**What is being asked:** Where the data below has the string "time", return the whole line.
►
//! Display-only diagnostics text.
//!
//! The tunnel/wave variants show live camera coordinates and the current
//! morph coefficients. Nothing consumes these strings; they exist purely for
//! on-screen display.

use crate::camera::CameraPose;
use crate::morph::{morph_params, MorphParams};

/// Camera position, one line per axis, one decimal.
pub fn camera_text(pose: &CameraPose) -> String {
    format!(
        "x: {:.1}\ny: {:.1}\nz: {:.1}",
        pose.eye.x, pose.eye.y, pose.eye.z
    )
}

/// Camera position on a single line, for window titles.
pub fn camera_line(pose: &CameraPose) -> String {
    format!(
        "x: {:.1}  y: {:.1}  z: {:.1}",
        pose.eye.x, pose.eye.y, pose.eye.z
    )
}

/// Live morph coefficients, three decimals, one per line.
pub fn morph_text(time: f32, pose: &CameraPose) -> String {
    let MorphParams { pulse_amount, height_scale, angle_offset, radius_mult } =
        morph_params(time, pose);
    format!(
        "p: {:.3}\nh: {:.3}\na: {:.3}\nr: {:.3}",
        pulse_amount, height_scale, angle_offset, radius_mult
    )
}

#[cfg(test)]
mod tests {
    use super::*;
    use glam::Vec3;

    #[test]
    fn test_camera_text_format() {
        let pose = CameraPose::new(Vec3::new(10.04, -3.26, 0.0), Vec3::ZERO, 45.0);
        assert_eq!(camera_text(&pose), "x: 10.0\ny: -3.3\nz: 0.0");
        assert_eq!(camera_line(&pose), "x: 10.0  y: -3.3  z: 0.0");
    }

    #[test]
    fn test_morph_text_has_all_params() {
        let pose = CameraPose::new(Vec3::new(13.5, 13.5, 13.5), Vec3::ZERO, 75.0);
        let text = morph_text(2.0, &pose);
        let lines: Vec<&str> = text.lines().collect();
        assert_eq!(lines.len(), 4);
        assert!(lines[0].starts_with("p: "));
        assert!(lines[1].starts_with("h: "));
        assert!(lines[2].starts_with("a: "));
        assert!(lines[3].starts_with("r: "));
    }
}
◄
**Exercise solution:**
pub fn morph_text(time: f32, pose: &CameraPose) -> String {
        morph_params(time, pose);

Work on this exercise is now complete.